• Data excerpts
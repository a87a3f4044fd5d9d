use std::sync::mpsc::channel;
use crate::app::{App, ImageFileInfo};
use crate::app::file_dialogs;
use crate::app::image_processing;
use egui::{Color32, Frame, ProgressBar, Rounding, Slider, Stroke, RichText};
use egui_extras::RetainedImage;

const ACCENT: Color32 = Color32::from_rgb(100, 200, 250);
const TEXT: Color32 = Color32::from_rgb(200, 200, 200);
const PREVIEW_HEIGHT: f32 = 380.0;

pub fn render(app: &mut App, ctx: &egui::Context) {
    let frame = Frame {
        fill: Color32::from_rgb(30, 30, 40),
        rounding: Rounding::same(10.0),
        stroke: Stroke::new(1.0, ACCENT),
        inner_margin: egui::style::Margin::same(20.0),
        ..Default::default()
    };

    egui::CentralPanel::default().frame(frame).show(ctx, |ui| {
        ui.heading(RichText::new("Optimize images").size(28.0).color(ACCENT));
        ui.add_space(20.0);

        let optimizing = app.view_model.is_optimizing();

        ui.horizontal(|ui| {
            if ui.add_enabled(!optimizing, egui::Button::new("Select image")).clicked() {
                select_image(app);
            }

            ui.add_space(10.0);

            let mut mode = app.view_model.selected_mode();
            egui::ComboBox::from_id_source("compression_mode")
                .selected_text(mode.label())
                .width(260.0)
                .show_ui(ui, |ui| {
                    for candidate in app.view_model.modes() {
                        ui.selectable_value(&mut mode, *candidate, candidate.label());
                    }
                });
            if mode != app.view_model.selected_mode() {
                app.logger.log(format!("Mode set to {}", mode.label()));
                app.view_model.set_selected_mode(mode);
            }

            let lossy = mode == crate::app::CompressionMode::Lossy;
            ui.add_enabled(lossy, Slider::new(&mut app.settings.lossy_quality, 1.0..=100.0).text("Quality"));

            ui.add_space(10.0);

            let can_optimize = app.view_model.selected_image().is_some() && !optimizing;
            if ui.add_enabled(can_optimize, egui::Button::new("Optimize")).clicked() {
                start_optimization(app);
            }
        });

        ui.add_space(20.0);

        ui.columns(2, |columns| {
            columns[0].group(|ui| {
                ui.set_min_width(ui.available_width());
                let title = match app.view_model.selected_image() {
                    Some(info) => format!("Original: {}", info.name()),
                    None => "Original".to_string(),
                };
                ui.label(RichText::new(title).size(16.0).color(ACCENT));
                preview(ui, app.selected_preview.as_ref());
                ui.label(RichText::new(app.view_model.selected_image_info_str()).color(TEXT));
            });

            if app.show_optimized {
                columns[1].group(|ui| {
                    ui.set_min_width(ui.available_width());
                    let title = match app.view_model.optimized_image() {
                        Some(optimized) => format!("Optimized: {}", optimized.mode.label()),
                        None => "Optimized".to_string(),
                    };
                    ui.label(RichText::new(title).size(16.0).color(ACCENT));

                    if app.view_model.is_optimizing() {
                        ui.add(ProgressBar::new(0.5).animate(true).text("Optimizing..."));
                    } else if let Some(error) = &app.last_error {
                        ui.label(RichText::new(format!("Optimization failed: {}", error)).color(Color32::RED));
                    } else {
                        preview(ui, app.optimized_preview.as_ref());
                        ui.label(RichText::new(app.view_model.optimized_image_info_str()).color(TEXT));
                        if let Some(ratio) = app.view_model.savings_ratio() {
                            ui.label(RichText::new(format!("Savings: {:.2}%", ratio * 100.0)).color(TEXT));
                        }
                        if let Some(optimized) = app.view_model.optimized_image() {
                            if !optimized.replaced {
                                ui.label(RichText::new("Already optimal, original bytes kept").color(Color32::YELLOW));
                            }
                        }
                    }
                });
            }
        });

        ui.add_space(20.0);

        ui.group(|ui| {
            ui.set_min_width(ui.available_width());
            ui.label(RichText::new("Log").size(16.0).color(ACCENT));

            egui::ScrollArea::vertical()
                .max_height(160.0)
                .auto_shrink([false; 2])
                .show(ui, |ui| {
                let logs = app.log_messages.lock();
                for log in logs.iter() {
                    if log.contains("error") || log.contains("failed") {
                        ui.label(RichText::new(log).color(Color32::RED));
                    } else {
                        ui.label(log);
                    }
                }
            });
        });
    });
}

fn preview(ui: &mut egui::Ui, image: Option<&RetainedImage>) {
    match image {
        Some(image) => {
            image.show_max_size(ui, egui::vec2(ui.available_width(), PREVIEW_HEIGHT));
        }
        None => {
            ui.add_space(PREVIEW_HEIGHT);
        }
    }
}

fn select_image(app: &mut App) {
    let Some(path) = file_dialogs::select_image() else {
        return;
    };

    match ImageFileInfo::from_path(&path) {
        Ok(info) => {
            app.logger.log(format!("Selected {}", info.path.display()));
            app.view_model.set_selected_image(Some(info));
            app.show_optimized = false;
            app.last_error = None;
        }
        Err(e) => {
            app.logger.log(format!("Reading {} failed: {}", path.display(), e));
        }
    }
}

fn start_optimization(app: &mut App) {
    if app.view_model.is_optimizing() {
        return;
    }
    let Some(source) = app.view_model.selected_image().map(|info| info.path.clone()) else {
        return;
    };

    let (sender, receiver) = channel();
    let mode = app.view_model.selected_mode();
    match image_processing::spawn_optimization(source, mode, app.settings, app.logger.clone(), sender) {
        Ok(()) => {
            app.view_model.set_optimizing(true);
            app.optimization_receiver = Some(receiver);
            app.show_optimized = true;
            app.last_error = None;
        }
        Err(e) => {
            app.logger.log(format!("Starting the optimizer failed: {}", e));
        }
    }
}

• What the task asks
Could you copy out all of the records above exactly?

• Solved exercise
repository a87a3f4044fd5d9d
use std::sync::mpsc::channel;
use crate::app::{App, ImageFileInfo};
use crate::app::file_dialogs;
use crate::app::image_processing;
use egui::{Color32, Frame, ProgressBar, Rounding, Slider, Stroke, RichText};
use egui_extras::RetainedImage;

const ACCENT: Color32 = Color32::from_rgb(100, 200, 250);
const TEXT: Color32 = Color32::from_rgb(200, 200, 200);
const PREVIEW_HEIGHT: f32 = 380.0;

pub fn render(app: &mut App, ctx: &egui::Context) {
    let frame = Frame {
        fill: Color32::from_rgb(30, 30, 40),
        rounding: Rounding::same(10.0),
        stroke: Stroke::new(1.0, ACCENT),
        inner_margin: egui::style::Margin::same(20.0),
        ..Default::default()
    };

    egui::CentralPanel::default().frame(frame).show(ctx, |ui| {
        ui.heading(RichText::new("Optimize images").size(28.0).color(ACCENT));
        ui.add_space(20.0);

        let optimizing = app.view_model.is_optimizing();

        ui.horizontal(|ui| {
            if ui.add_enabled(!optimizing, egui::Button::new("Select image")).clicked() {
                select_image(app);
            }

            ui.add_space(10.0);

            let mut mode = app.view_model.selected_mode();
            egui::ComboBox::from_id_source("compression_mode")
                .selected_text(mode.label())
                .width(260.0)
                .show_ui(ui, |ui| {
                    for candidate in app.view_model.modes() {
                        ui.selectable_value(&mut mode, *candidate, candidate.label());
                    }
                });
            if mode != app.view_model.selected_mode() {
                app.logger.log(format!("Mode set to {}", mode.label()));
                app.view_model.set_selected_mode(mode);
            }

            let lossy = mode == crate::app::CompressionMode::Lossy;
            ui.add_enabled(lossy, Slider::new(&mut app.settings.lossy_quality, 1.0..=100.0).text("Quality"));

            ui.add_space(10.0);

            let can_optimize = app.view_model.selected_image().is_some() && !optimizing;
            if ui.add_enabled(can_optimize, egui::Button::new("Optimize")).clicked() {
                start_optimization(app);
            }
        });

        ui.add_space(20.0);

        ui.columns(2, |columns| {
            columns[0].group(|ui| {
                ui.set_min_width(ui.available_width());
                let title = match app.view_model.selected_image() {
                    Some(info) => format!("Original: {}", info.name()),
                    None => "Original".to_string(),
                };
                ui.label(RichText::new(title).size(16.0).color(ACCENT));
                preview(ui, app.selected_preview.as_ref());
                ui.label(RichText::new(app.view_model.selected_image_info_str()).color(TEXT));
            });

            if app.show_optimized {
                columns[1].group(|ui| {
                    ui.set_min_width(ui.available_width());
                    let title = match app.view_model.optimized_image() {
                        Some(optimized) => format!("Optimized: {}", optimized.mode.label()),
                        None => "Optimized".to_string(),
                    };
                    ui.label(RichText::new(title).size(16.0).color(ACCENT));

                    if app.view_model.is_optimizing() {
                        ui.add(ProgressBar::new(0.5).animate(true).text("Optimizing..."));
                    } else if let Some(error) = &app.last_error {
                        ui.label(RichText::new(format!("Optimization failed: {}", error)).color(Color32::RED));
                    } else {
                        preview(ui, app.optimized_preview.as_ref());
                        ui.label(RichText::new(app.view_model.optimized_image_info_str()).color(TEXT));
                        if let Some(ratio) = app.view_model.savings_ratio() {
                            ui.label(RichText::new(format!("Savings: {:.2}%", ratio * 100.0)).color(TEXT));
                        }
                        if let Some(optimized) = app.view_model.optimized_image() {
                            if !optimized.replaced {
                                ui.label(RichText::new("Already optimal, original bytes kept").color(Color32::YELLOW));
                            }
                        }
                    }
                });
            }
        });

        ui.add_space(20.0);

        ui.group(|ui| {
            ui.set_min_width(ui.available_width());
            ui.label(RichText::new("Log").size(16.0).color(ACCENT));

            egui::ScrollArea::vertical()
                .max_height(160.0)
                .auto_shrink([false; 2])
                .show(ui, |ui| {
                let logs = app.log_messages.lock();
                for log in logs.iter() {
                    if log.contains("error") || log.contains("failed") {
                        ui.label(RichText::new(log).color(Color32::RED));
                    } else {
                        ui.label(log);
                    }
                }
            });
        });
    });
}

fn preview(ui: &mut egui::Ui, image: Option<&RetainedImage>) {
    match image {
        Some(image) => {
            image.show_max_size(ui, egui::vec2(ui.available_width(), PREVIEW_HEIGHT));
        }
        None => {
            ui.add_space(PREVIEW_HEIGHT);
        }
    }
}

fn select_image(app: &mut App) {
    let Some(path) = file_dialogs::select_image() else {
        return;
    };

    match ImageFileInfo::from_path(&path) {
        Ok(info) => {
            app.logger.log(format!("Selected {}", info.path.display()));
            app.view_model.set_selected_image(Some(info));
            app.show_optimized = false;
            app.last_error = None;
        }
        Err(e) => {
            app.logger.log(format!("Reading {} failed: {}", path.display(), e));
        }
    }
}

fn start_optimization(app: &mut App) {
    if app.view_model.is_optimizing() {
        return;
    }
    let Some(source) = app.view_model.selected_image().map(|info| info.path.clone()) else {
        return;
    };

    let (sender, receiver) = channel();
    let mode = app.view_model.selected_mode();
    match image_processing::spawn_optimization(source, mode, app.settings, app.logger.clone(), sender) {
        Ok(()) => {
            app.view_model.set_optimizing(true);
            app.optimization_receiver = Some(receiver);
            app.show_optimized = true;
            app.last_error = None;
        }
        Err(e) => {
            app.logger.log(format!("Starting the optimizer failed: {}", e));
        }
    }
}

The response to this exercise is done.